**Required action:**
Start at the line with "pub use config::PipelineConfig;" in the records below, stop at the line with "positionally aligned with", and return every line in that span exactly, the two end lines included.

BEGIN Records shown

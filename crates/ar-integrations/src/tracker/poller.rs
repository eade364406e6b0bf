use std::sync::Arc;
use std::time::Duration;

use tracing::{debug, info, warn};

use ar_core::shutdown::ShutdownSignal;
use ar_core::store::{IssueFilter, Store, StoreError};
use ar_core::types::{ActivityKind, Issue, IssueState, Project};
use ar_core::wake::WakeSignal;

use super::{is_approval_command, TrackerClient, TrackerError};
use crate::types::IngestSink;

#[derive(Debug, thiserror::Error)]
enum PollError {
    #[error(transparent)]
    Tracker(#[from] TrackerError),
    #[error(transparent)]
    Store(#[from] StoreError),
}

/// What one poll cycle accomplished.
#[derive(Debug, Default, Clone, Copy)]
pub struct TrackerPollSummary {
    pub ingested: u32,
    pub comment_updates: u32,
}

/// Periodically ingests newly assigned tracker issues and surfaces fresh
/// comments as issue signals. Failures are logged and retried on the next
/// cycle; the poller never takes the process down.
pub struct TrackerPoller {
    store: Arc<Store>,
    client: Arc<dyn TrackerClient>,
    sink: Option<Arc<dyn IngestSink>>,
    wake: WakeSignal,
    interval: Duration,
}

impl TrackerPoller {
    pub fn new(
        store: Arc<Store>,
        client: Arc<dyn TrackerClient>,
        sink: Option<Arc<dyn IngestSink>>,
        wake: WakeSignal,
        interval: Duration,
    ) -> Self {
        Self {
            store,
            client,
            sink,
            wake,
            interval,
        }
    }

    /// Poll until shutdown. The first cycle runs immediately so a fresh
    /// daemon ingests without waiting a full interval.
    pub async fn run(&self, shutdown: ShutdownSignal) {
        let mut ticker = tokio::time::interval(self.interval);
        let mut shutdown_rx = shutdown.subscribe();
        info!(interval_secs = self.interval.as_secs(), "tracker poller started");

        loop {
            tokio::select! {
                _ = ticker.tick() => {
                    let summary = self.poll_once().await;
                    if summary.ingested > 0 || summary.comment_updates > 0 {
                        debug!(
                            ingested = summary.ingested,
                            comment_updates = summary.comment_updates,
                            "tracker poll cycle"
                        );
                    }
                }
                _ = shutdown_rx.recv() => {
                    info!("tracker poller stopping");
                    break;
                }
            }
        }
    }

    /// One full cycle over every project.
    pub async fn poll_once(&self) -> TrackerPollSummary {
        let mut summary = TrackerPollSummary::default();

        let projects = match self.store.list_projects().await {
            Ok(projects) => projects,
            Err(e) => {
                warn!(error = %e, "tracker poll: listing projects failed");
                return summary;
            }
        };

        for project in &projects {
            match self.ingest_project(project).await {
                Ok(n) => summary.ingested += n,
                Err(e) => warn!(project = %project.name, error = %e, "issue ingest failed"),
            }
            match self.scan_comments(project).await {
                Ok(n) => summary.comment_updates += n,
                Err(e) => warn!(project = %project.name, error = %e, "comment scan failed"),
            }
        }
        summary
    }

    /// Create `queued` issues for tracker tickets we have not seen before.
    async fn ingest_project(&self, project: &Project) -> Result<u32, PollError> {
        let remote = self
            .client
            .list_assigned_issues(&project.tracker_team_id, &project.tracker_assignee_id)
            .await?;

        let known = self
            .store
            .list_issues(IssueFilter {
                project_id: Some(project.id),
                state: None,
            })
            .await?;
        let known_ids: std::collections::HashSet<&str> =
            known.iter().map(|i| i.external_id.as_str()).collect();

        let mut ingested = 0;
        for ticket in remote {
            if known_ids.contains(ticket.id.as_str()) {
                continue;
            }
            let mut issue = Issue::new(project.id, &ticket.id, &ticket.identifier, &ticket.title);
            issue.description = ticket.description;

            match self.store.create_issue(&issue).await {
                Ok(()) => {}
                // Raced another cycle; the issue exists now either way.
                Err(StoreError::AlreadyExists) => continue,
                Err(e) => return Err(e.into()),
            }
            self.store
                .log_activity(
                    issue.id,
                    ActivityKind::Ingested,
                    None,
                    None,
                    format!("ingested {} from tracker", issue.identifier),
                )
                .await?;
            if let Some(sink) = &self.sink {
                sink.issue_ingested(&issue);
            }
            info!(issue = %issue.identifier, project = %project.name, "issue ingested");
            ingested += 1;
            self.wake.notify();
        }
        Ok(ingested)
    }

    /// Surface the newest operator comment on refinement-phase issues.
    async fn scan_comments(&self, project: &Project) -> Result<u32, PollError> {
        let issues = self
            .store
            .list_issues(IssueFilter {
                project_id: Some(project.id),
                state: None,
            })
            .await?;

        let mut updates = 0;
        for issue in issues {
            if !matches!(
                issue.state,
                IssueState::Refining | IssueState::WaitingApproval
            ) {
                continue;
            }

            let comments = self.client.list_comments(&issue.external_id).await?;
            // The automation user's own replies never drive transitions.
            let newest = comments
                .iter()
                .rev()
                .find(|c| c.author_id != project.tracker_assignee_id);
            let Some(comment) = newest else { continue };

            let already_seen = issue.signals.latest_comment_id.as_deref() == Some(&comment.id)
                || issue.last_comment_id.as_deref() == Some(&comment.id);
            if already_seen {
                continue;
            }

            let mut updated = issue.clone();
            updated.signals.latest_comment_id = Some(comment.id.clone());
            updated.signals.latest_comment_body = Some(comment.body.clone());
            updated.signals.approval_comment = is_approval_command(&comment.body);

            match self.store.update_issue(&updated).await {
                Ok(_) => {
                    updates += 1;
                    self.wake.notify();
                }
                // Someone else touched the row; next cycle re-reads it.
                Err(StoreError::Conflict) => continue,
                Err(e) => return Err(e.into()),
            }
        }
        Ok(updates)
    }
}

END Records shown
BEGIN Records shown

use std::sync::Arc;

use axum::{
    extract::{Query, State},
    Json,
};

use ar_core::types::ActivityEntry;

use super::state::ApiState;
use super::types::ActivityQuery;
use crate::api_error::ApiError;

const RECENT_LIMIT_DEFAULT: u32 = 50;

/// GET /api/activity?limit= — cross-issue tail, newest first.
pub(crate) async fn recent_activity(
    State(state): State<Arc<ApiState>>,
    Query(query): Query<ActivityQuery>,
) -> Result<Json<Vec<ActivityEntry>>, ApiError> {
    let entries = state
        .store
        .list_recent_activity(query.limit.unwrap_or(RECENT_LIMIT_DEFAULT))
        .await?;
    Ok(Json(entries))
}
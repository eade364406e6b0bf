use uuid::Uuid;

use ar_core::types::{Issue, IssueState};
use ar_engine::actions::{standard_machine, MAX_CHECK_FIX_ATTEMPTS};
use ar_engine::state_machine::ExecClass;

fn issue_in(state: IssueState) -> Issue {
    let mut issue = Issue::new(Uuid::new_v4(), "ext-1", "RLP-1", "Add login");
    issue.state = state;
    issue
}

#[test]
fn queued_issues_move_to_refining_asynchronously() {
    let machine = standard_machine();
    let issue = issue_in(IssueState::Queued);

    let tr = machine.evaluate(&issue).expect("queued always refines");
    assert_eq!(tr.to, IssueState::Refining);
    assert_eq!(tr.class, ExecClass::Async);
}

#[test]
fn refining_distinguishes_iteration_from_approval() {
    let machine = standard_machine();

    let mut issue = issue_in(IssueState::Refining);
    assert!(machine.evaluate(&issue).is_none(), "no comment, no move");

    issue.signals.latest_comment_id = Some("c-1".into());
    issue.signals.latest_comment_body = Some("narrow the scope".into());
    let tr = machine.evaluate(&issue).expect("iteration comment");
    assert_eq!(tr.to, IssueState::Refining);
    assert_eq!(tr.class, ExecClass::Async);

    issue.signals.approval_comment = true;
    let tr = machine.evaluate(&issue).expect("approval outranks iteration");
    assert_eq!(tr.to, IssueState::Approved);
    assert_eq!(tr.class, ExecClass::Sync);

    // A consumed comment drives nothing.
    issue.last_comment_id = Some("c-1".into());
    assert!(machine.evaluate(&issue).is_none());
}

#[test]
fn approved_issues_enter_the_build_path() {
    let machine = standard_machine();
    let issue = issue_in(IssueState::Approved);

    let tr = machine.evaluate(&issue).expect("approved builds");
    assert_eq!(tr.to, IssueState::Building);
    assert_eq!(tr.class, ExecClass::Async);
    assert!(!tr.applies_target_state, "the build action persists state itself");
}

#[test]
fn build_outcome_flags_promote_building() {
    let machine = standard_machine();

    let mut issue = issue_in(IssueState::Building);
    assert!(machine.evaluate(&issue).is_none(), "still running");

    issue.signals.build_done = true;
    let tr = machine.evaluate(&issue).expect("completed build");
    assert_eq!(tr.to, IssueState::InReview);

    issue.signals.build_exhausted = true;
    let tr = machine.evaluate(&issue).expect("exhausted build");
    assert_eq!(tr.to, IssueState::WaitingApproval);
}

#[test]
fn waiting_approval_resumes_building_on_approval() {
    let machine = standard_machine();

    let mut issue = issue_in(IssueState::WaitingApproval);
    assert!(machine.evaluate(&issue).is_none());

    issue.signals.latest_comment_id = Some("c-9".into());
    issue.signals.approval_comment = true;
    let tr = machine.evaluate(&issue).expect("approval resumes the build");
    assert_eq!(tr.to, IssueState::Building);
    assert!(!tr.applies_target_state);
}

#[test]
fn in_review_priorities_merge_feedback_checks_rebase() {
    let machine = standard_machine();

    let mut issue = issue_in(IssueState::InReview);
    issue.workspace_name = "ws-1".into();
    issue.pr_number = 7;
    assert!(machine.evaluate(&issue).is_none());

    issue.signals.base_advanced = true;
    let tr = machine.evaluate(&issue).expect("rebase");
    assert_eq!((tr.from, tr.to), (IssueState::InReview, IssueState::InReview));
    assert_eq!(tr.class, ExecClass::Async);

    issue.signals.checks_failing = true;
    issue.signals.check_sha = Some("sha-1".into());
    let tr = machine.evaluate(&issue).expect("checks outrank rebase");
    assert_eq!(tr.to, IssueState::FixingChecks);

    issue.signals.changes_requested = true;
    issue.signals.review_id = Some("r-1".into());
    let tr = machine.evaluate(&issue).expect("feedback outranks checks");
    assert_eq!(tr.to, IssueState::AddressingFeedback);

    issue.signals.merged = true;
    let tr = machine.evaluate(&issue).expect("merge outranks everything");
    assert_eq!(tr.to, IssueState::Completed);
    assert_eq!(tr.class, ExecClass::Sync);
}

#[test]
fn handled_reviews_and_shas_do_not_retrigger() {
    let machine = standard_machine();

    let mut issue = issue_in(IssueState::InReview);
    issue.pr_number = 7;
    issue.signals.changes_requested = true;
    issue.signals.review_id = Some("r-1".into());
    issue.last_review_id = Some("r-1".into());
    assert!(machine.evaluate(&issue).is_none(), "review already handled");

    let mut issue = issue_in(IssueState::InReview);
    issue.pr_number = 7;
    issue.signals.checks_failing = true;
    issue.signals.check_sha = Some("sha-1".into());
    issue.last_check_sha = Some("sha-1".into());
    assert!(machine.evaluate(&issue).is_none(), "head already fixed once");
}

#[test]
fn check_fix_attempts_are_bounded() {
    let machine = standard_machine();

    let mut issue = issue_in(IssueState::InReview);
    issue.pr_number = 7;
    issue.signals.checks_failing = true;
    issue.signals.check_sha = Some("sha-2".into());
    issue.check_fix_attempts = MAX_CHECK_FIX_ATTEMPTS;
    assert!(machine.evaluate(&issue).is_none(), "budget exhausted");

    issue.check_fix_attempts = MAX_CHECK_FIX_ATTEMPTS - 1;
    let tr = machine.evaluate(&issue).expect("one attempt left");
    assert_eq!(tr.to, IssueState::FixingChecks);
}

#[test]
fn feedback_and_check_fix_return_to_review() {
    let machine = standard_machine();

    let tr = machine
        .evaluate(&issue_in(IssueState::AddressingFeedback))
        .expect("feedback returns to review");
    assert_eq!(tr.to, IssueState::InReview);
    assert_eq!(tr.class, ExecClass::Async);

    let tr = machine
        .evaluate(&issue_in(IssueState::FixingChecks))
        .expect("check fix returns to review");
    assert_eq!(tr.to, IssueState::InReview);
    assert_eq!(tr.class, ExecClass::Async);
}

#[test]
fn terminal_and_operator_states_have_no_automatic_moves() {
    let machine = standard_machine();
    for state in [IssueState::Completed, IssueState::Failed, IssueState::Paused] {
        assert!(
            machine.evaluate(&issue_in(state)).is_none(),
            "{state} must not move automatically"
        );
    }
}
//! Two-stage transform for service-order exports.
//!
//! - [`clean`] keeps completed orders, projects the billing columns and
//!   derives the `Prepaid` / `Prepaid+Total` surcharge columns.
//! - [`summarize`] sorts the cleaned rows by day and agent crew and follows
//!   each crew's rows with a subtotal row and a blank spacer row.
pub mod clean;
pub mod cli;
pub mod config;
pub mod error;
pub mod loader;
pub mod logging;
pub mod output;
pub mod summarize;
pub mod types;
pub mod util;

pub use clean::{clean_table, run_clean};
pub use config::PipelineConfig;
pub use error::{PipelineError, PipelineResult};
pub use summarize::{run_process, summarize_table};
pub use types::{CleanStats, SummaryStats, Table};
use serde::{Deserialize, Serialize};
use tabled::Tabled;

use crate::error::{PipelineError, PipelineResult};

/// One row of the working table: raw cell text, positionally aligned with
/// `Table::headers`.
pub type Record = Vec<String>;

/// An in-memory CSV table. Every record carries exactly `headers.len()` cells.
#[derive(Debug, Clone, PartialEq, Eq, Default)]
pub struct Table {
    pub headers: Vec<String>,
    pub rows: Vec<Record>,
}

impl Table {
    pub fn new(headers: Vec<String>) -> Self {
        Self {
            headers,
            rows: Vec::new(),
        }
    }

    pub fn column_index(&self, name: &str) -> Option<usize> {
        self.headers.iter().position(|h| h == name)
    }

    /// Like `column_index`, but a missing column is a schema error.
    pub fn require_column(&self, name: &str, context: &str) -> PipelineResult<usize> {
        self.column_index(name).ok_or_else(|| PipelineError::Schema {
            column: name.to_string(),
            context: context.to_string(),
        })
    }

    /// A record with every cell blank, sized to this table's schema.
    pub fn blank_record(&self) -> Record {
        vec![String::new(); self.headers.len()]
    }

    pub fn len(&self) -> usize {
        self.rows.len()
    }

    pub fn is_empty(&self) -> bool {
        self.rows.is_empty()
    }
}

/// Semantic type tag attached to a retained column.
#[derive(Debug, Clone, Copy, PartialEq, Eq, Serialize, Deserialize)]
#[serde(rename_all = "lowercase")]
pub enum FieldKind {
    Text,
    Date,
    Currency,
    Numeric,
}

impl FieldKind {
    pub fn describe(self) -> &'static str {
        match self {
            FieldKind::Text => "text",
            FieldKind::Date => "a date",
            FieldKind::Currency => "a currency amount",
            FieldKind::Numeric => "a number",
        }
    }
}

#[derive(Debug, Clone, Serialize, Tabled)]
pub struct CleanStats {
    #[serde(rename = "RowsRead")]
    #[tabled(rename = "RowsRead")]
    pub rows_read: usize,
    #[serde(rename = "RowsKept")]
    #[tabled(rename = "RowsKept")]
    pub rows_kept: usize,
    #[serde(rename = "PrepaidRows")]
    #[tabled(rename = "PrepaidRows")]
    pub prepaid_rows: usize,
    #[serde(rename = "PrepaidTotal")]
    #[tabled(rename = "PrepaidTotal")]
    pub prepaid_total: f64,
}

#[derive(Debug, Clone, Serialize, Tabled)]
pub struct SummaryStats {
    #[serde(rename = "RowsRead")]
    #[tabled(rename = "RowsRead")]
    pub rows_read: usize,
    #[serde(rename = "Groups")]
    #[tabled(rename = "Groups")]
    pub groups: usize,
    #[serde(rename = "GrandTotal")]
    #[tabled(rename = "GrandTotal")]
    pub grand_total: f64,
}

END Records shown
BEGIN Records shown

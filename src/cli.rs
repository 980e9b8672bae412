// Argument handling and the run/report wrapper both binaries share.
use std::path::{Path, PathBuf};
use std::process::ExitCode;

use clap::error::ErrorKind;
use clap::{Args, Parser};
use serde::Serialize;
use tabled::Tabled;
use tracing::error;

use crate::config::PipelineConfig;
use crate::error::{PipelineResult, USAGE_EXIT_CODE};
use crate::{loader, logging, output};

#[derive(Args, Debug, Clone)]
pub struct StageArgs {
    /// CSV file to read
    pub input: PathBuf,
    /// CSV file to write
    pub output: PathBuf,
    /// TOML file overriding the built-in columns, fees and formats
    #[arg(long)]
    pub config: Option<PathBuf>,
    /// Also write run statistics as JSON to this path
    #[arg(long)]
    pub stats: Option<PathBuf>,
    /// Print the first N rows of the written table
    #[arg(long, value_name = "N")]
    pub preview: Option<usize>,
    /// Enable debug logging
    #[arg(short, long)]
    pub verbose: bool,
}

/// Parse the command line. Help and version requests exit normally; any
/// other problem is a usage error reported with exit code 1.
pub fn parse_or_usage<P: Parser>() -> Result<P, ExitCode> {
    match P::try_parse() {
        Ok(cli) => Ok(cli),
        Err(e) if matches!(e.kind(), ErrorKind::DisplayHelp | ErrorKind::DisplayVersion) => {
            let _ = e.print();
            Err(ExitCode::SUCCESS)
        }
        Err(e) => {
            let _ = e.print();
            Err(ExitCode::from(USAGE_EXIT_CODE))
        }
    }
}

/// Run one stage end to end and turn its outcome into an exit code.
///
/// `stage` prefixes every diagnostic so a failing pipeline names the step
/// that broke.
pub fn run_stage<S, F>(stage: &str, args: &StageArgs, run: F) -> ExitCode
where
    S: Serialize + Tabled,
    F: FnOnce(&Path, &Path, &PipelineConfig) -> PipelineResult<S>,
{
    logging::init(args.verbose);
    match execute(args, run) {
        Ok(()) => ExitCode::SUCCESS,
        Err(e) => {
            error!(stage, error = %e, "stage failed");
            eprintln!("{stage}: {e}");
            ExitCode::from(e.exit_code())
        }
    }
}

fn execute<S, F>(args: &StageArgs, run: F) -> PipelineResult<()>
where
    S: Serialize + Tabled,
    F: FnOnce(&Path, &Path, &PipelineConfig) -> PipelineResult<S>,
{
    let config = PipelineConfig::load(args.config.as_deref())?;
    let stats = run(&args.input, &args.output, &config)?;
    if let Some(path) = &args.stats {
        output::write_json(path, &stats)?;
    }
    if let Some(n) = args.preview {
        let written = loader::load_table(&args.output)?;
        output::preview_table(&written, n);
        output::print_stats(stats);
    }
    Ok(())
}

END Records shown

**Output below:**
pub use config::PipelineConfig;
pub use error::{PipelineError, PipelineResult};
pub use summarize::{run_process, summarize_table};
pub use types::{CleanStats, SummaryStats, Table};
use serde::{Deserialize, Serialize};
use tabled::Tabled;

use crate::error::{PipelineError, PipelineResult};

/// One row of the working table: raw cell text, positionally aligned with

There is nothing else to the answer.